* **DATA EXTRACT**:
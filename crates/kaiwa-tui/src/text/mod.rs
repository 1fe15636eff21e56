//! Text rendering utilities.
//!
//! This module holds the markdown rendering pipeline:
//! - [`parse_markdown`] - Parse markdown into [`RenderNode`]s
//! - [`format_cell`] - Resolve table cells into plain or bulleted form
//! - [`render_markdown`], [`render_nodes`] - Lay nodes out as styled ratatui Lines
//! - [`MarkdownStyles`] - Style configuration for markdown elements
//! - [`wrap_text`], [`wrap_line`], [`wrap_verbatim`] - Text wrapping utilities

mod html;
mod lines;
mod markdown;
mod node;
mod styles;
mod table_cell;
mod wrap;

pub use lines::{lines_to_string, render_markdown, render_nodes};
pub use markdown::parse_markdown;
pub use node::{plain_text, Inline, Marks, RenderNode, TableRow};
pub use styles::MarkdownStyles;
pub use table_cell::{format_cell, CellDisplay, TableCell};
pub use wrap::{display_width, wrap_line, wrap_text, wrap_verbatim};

* **ASSIGNMENT**: The answer should contain nothing except the lines from the one with "Text rendering utilities." to the end of the material above, each given again exactly.

* **TASK SOLUTION**:
//! Text rendering utilities.
//!
//! This module holds the markdown rendering pipeline:
//! - [`parse_markdown`] - Parse markdown into [`RenderNode`]s
//! - [`format_cell`] - Resolve table cells into plain or bulleted form
//! - [`render_markdown`], [`render_nodes`] - Lay nodes out as styled ratatui Lines
//! - [`MarkdownStyles`] - Style configuration for markdown elements
//! - [`wrap_text`], [`wrap_line`], [`wrap_verbatim`] - Text wrapping utilities

mod html;
mod lines;
mod markdown;
mod node;
mod styles;
mod table_cell;
mod wrap;

pub use lines::{lines_to_string, render_markdown, render_nodes};
pub use markdown::parse_markdown;
pub use node::{plain_text, Inline, Marks, RenderNode, TableRow};
pub use styles::MarkdownStyles;
pub use table_cell::{format_cell, CellDisplay, TableCell};
pub use wrap::{display_width, wrap_line, wrap_text, wrap_verbatim};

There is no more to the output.